In classic California fashion, Gov. Gavin Newsom pushed forward a proposal that would remove four dams in the Klamath River for the native salmon population but has instead resulted in millions of cubic yards of pollution in the river.

The project was met with pushback from residents in the area but nonetheless, the four hydroelectric dams started to be disassembled in late January. This has caused decomposed algae, organic deposition, chemicals and fine silt to flood the river and heavily disrupt the native ecosystem.

The report from the California Globe noted that there is no way of knowing the exact survival rate of the younger fish until they return to their natal spawning grounds, which for one species is Fall 2025 and another will be even later.

The massive pollution increase is concerning locals that there will no longer be a proper food web for the salmon to return to when they’re adults.

Nonetheless, even without knowing the rate beforehand, it’s far from unreasonable to believe that ten million cubic yards of pollution will decrease that rate. The turbidity levels, or the clarity of the water, is estimated to become 10 to 20 times worse than what the salmon can survive in.

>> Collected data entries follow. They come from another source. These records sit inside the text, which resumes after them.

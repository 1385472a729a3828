use adorn_gallery::category::Category;
use adorn_gallery::config::{self, ConfigOverrides, PipelineConfig};
use adorn_gallery::{gallery, ingest, output};
use clap::{Parser, Subcommand};
use std::path::PathBuf;
use tracing_subscriber::EnvFilter;

#[derive(Parser)]
#[command(name = "adorn-gallery")]
#[command(about = "Optimize portfolio photos and build the gallery manifest")]
#[command(long_about = "\
Optimize portfolio photos and build the gallery manifest

Drop photos into one folder per category, then run the optimizer. Every
image is resized to at most --max-width pixels and written as WebP and
JPEG; the manifest lists them in file-name order.

Input structure:

  images-to-optimize/
  ├── firstbirthday/
  ├── musicconcert/
  ├── familysession/
  ├── housewarming/
  ├── maternity/
  ├── newborn/
  ├── portraits/
  └── wedding/
      ├── a.jpg                    # -> wedding-1.webp + wedding-1.jpg
      └── b.png                    # -> wedding-2.webp + wedding-2.jpg

Output: public/gallery/<category>/<category>-N.{webp,jpg} and
public/gallery/manifest.json.

Run 'adorn-gallery gen-config' to generate a documented gallery.toml.
Set RUST_LOG=debug for per-file diagnostics.")]
#[command(version)]
struct Cli {
    /// Config file (missing file means stock defaults)
    #[arg(long, default_value = config::CONFIG_FILENAME, global = true)]
    config: PathBuf,

    /// Input root with one folder per category
    #[arg(long, global = true)]
    input: Option<PathBuf>,

    /// Output root for images and manifest
    #[arg(long, global = true)]
    output: Option<PathBuf>,

    /// Maximum output width in pixels
    #[arg(long, global = true)]
    max_width: Option<u32>,

    /// Encoding quality (1-100)
    #[arg(long, global = true)]
    quality: Option<u32>,

    /// Only ingest these categories (repeatable)
    #[arg(long = "category", global = true)]
    categories: Vec<Category>,

    #[command(subcommand)]
    command: Option<Command>,
}

#[derive(Subcommand)]
enum Command {
    /// Resize and encode all category folders and write the manifest (default)
    Optimize,
    /// Create the input folder for every category
    Init,
    /// Print a stock gallery.toml with all options documented
    GenConfig,
    /// Load a manifest the way the site does and list its galleries
    Show {
        /// Manifest path or http(s) URL [default: <output>/manifest.json]
        source: Option<String>,
    },
}

fn main() -> Result<(), Box<dyn std::error::Error>> {
    let cli = Cli::parse();
    init_tracing();

    let overrides = ConfigOverrides {
        input_dir: cli.input,
        output_dir: cli.output,
        max_width: cli.max_width,
        quality: cli.quality,
        categories: cli.categories,
    };
    let load = || -> Result<PipelineConfig, config::ConfigError> {
        config::load_config(&cli.config)?.with_overrides(&overrides)
    };

    match cli.command.unwrap_or(Command::Optimize) {
        Command::Optimize => optimize(&load()?)?,
        Command::Init => {
            let created = ingest::scaffold_input_dirs(&load()?)?;
            output::print_init(&created);
        }
        Command::GenConfig => {
            print!("{}", config::stock_config_toml());
        }
        Command::Show { source } => {
            let location = match source {
                Some(location) => location,
                None => load()?.manifest_path().display().to_string(),
            };
            let mut site = gallery::Gallery::new();
            site.try_load(&*gallery::source_for(&location))?;
            output::print_gallery(&site, &location);
        }
    }

    Ok(())
}

fn optimize(config: &PipelineConfig) -> Result<(), Box<dyn std::error::Error>> {
    init_thread_pool(&config.processing);
    output::print_banner(config);

    let (tx, rx) = std::sync::mpsc::channel();
    let printer = std::thread::spawn(move || {
        for event in rx {
            output::print_ingest_event(&event);
        }
    });
    let result = ingest::ingest(config, Some(tx));
    printer.join().map_err(|_| "output thread panicked")?;

    output::print_ingest_summary(&result?);
    Ok(())
}

/// Library diagnostics go to stderr; `RUST_LOG` overrides the default level.
fn init_tracing() {
    let filter = EnvFilter::try_from_default_env().unwrap_or_else(|_| EnvFilter::new("warn"));
    tracing_subscriber::fmt()
        .with_env_filter(filter)
        .with_target(false)
        .with_writer(std::io::stderr)
        .init();
}

/// Initialize the rayon thread pool based on processing config.
///
/// Caps at the number of available CPU cores: user can constrain down, not up.
fn init_thread_pool(processing: &config::ProcessingConfig) {
    let threads = config::effective_threads(processing);
    rayon::ThreadPoolBuilder::new()
        .num_threads(threads)
        .build_global()
        .ok();
}
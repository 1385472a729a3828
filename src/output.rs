//! CLI output formatting.
//!
//! # Output Format
//!
//! ## Optimize
//!
//! ```text
//! Optimizing gallery images
//!     Input: images-to-optimize
//!     Output: public/gallery
//!     Max width: 2000px
//!     Quality: 85
//!
//! wedding (3 photos)
//!     001 wedding-1
//!         Source: images-to-optimize/wedding/b.png
//!         Size: 4000x3000 -> 2000x1500
//!     002 skipped
//!         Source: images-to-optimize/wedding/a.jpg
//!         Error: Processing failed: ...
//!
//! Summary
//!     wedding: 2 photos (1 skipped)
//!     newborn: 0 photos
//! Total: 2 photos
//! Manifest: public/gallery/manifest.json
//! ```
//!
//! ## Show
//!
//! ```text
//! Gallery (public/gallery/manifest.json)
//! 001 1st Birthday: VIEW 1 PHOTO
//!     001 /gallery/firstbirthday/firstbirthday-1.jpg
//!         WebP: /gallery/firstbirthday/firstbirthday-1.webp
//!         Alt: Firstbirthday photo
//! 002 Music Concert: no photos
//! ```
//!
//! # Architecture
//!
//! Each stage has a `format_*` function (returns `Vec<String>`) for testability
//! and a `print_*` wrapper that writes to stdout. Format functions are pure:
//! no I/O, no side effects.

use crate::category::Category;
use crate::config::PipelineConfig;
use crate::gallery::{Gallery, photo_count_label};
use crate::ingest::{IngestEvent, IngestResult};
use std::path::{Path, PathBuf};

// ============================================================================
// Shared helpers
// ============================================================================

/// Format a 1-based positional index as 3-digit zero-padded.
fn format_index(pos: usize) -> String {
    format!("{:0>3}", pos)
}

/// Return indentation string: 4 spaces per depth level.
fn indent(depth: usize) -> String {
    "    ".repeat(depth)
}

fn photos(n: usize) -> String {
    if n == 1 {
        "1 photo".to_string()
    } else {
        format!("{n} photos")
    }
}

// ============================================================================
// Optimize
// ============================================================================

/// Run header: where images come from and go to, and the encode settings.
pub fn format_banner(config: &PipelineConfig) -> Vec<String> {
    vec![
        "Optimizing gallery images".to_string(),
        format!("{}Input: {}", indent(1), config.input_dir.display()),
        format!("{}Output: {}", indent(1), config.output_dir.display()),
        format!("{}Max width: {}px", indent(1), config.max_width),
        format!("{}Quality: {}", indent(1), config.quality),
    ]
}

pub fn print_banner(config: &PipelineConfig) {
    for line in format_banner(config) {
        println!("{}", line);
    }
}

/// Format a single ingest progress event.
pub fn format_ingest_event(event: &IngestEvent) -> Vec<String> {
    match event {
        IngestEvent::CategoryStarted {
            category,
            image_count,
        } => vec![
            String::new(),
            format!("{} ({})", category, photos(*image_count)),
        ],
        IngestEvent::ImageProcessed {
            ordinal,
            source,
            original,
            outputs,
            ..
        } => {
            let stem = Path::new(&outputs.jpeg)
                .file_stem()
                .map(|s| s.to_string_lossy().into_owned())
                .unwrap_or_else(|| outputs.jpeg.clone());
            vec![
                format!("{}{} {}", indent(1), format_index(*ordinal), stem),
                format!("{}Source: {}", indent(2), source),
                format!(
                    "{}Size: {}x{} -> {}x{}",
                    indent(2),
                    original.0,
                    original.1,
                    outputs.width,
                    outputs.height
                ),
            ]
        }
        IngestEvent::ImageSkipped {
            ordinal,
            source,
            reason,
            ..
        } => vec![
            format!("{}{} skipped", indent(1), format_index(*ordinal)),
            format!("{}Source: {}", indent(2), source),
            format!("{}Error: {}", indent(2), reason),
        ],
    }
}

pub fn print_ingest_event(event: &IngestEvent) {
    for line in format_ingest_event(event) {
        println!("{}", line);
    }
}

/// Closing summary: per-category counts, total, and where the manifest went.
pub fn format_ingest_summary(result: &IngestResult) -> Vec<String> {
    let mut lines = vec![String::new()];
    if result.manifest_path.is_none() {
        lines.push("No images found to process.".to_string());
        return lines;
    }

    lines.push("Summary".to_string());
    for report in &result.reports {
        let mut line = format!("{}{}: {}", indent(1), report.category, photos(report.processed));
        if report.skipped > 0 {
            line.push_str(&format!(" ({} skipped)", report.skipped));
        }
        lines.push(line);
    }
    lines.push(format!("Total: {}", photos(result.total_processed())));
    if let Some(ref path) = result.manifest_path {
        lines.push(format!("Manifest: {}", path.display()));
    }
    lines
}

pub fn print_ingest_summary(result: &IngestResult) {
    for line in format_ingest_summary(result) {
        println!("{}", line);
    }
}

// ============================================================================
// Init
// ============================================================================

pub fn format_init(created: &[PathBuf]) -> Vec<String> {
    let mut lines = vec!["Category folders".to_string()];
    lines.extend(
        created
            .iter()
            .map(|dir| format!("{}{}", indent(1), dir.display())),
    );
    lines.push("Add photos to these folders, then run the optimizer.".to_string());
    lines
}

pub fn print_init(created: &[PathBuf]) {
    for line in format_init(created) {
        println!("{}", line);
    }
}

// ============================================================================
// Show
// ============================================================================

/// Every category as the site would present it, with its records.
pub fn format_gallery(gallery: &Gallery, location: &str) -> Vec<String> {
    let mut lines = vec![format!("Gallery ({})", location)];
    for (i, category) in Category::ALL.into_iter().enumerate() {
        let images = gallery.images_for(category);
        if images.is_empty() {
            lines.push(format!(
                "{} {}: no photos",
                format_index(i + 1),
                category.display_name()
            ));
            continue;
        }
        lines.push(format!(
            "{} {}: {}",
            format_index(i + 1),
            category.display_name(),
            photo_count_label(images.len())
        ));
        for (pos, record) in images.iter().enumerate() {
            lines.push(format!("{}{} {}", indent(1), format_index(pos + 1), record.src));
            if let Some(ref webp) = record.webp {
                lines.push(format!("{}WebP: {}", indent(2), webp));
            }
            lines.push(format!("{}Alt: {}", indent(2), record.alt));
        }
    }
    lines
}

pub fn print_gallery(gallery: &Gallery, location: &str) {
    for line in format_gallery(gallery, location) {
        println!("{}", line);
    }
}

// ============================================================================
// Tests
// ============================================================================

#[cfg(test)]
mod tests {
    use super::*;
    use crate::imaging::GeneratedOutputs;
    use crate::ingest::CategoryReport;
    use crate::manifest::{ImageRecord, Manifest};

    fn wedding_record(n: usize) -> ImageRecord {
        ImageRecord {
            src: format!("/gallery/wedding/wedding-{n}.jpg"),
            webp: Some(format!("/gallery/wedding/wedding-{n}.webp")),
            alt: "Wedding photo".to_string(),
        }
    }

    // =========================================================================
    // Helper tests
    // =========================================================================

    #[test]
    fn format_index_pads_to_three_digits() {
        assert_eq!(format_index(1), "001");
        assert_eq!(format_index(42), "042");
        assert_eq!(format_index(100), "100");
    }

    #[test]
    fn photos_pluralises() {
        assert_eq!(photos(0), "0 photos");
        assert_eq!(photos(1), "1 photo");
        assert_eq!(photos(2), "2 photos");
    }

    // =========================================================================
    // Optimize output
    // =========================================================================

    #[test]
    fn banner_lists_directories_and_settings() {
        let lines = format_banner(&PipelineConfig::default());
        assert_eq!(
            lines,
            vec![
                "Optimizing gallery images",
                "    Input: images-to-optimize",
                "    Output: public/gallery",
                "    Max width: 2000px",
                "    Quality: 85",
            ]
        );
    }

    #[test]
    fn category_started_line() {
        let lines = format_ingest_event(&IngestEvent::CategoryStarted {
            category: Category::Wedding,
            image_count: 3,
        });
        assert_eq!(lines, vec!["", "wedding (3 photos)"]);
    }

    #[test]
    fn image_processed_lines() {
        let lines = format_ingest_event(&IngestEvent::ImageProcessed {
            category: Category::Wedding,
            ordinal: 1,
            source: "images-to-optimize/wedding/b.png".to_string(),
            original: (4000, 3000),
            outputs: GeneratedOutputs {
                width: 2000,
                height: 1500,
                webp: "wedding-1.webp".to_string(),
                jpeg: "wedding-1.jpg".to_string(),
            },
        });
        assert_eq!(
            lines,
            vec![
                "    001 wedding-1",
                "        Source: images-to-optimize/wedding/b.png",
                "        Size: 4000x3000 -> 2000x1500",
            ]
        );
    }

    #[test]
    fn image_skipped_lines() {
        let lines = format_ingest_event(&IngestEvent::ImageSkipped {
            category: Category::Newborn,
            ordinal: 2,
            source: "in/newborn/bad.jpg".to_string(),
            reason: "Processing failed: truncated".to_string(),
        });
        assert_eq!(lines[0], "    002 skipped");
        assert_eq!(lines[2], "        Error: Processing failed: truncated");
    }

    #[test]
    fn summary_with_images() {
        let mut manifest = Manifest::new();
        manifest.insert(Category::Wedding, vec![wedding_record(1), wedding_record(3)]);
        let result = IngestResult {
            manifest,
            reports: vec![
                CategoryReport {
                    category: Category::Newborn,
                    found: 0,
                    processed: 0,
                    skipped: 0,
                },
                CategoryReport {
                    category: Category::Wedding,
                    found: 3,
                    processed: 2,
                    skipped: 1,
                },
            ],
            manifest_path: Some(PathBuf::from("public/gallery/manifest.json")),
        };

        assert_eq!(
            format_ingest_summary(&result),
            vec![
                "",
                "Summary",
                "    newborn: 0 photos",
                "    wedding: 2 photos (1 skipped)",
                "Total: 2 photos",
                "Manifest: public/gallery/manifest.json",
            ]
        );
    }

    #[test]
    fn summary_without_images() {
        let result = IngestResult {
            manifest: Manifest::new(),
            reports: vec![],
            manifest_path: None,
        };
        assert_eq!(
            format_ingest_summary(&result),
            vec!["", "No images found to process."]
        );
    }

    // =========================================================================
    // Init and show output
    // =========================================================================

    #[test]
    fn init_lists_created_folders() {
        let lines = format_init(&[PathBuf::from("images-to-optimize/wedding")]);
        assert_eq!(lines[1], "    images-to-optimize/wedding");
        assert_eq!(lines.len(), 3);
    }

    #[test]
    fn gallery_lists_every_category() {
        let mut manifest = Manifest::new();
        manifest.insert(Category::Wedding, vec![wedding_record(1)]);
        let lines = format_gallery(&Gallery::from_manifest(manifest), "manifest.json");

        assert_eq!(lines[0], "Gallery (manifest.json)");
        assert_eq!(lines[1], "001 1st Birthday: no photos");
        let wedding = lines
            .iter()
            .position(|l| l.starts_with("008 "))
            .unwrap();
        assert_eq!(
            &lines[wedding..],
            &[
                "008 Wedding: VIEW 1 PHOTO",
                "    001 /gallery/wedding/wedding-1.jpg",
                "        WebP: /gallery/wedding/wedding-1.webp",
                "        Alt: Wedding photo",
            ]
        );
    }
}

One species, the coho salmon, is categorized as “threatened” under the Endanger Species Act, having potentially damning ramifications for the survival of the species.

The $500 million project intended to prevent die-offs of salmon from occurring within the river by restoring the flow downriver.

The residents of the area warned that the removal of the dams would not have the intended consequences that the government hoped for with the residents pointing to the state of the ocean resulting in the lowering salmon population.

“The whole question is, will this add to the increased production of salmon? It has everything to do with what’s going on in the ocean [and] we think this will turn out to be a futile effort,” head of the Siskiyou County Water Users Association Richard Marshall stated far before the dams were removed. “Nobody’s ever tried to take care of the problem by taking care of the existing situation without just removing the dams.”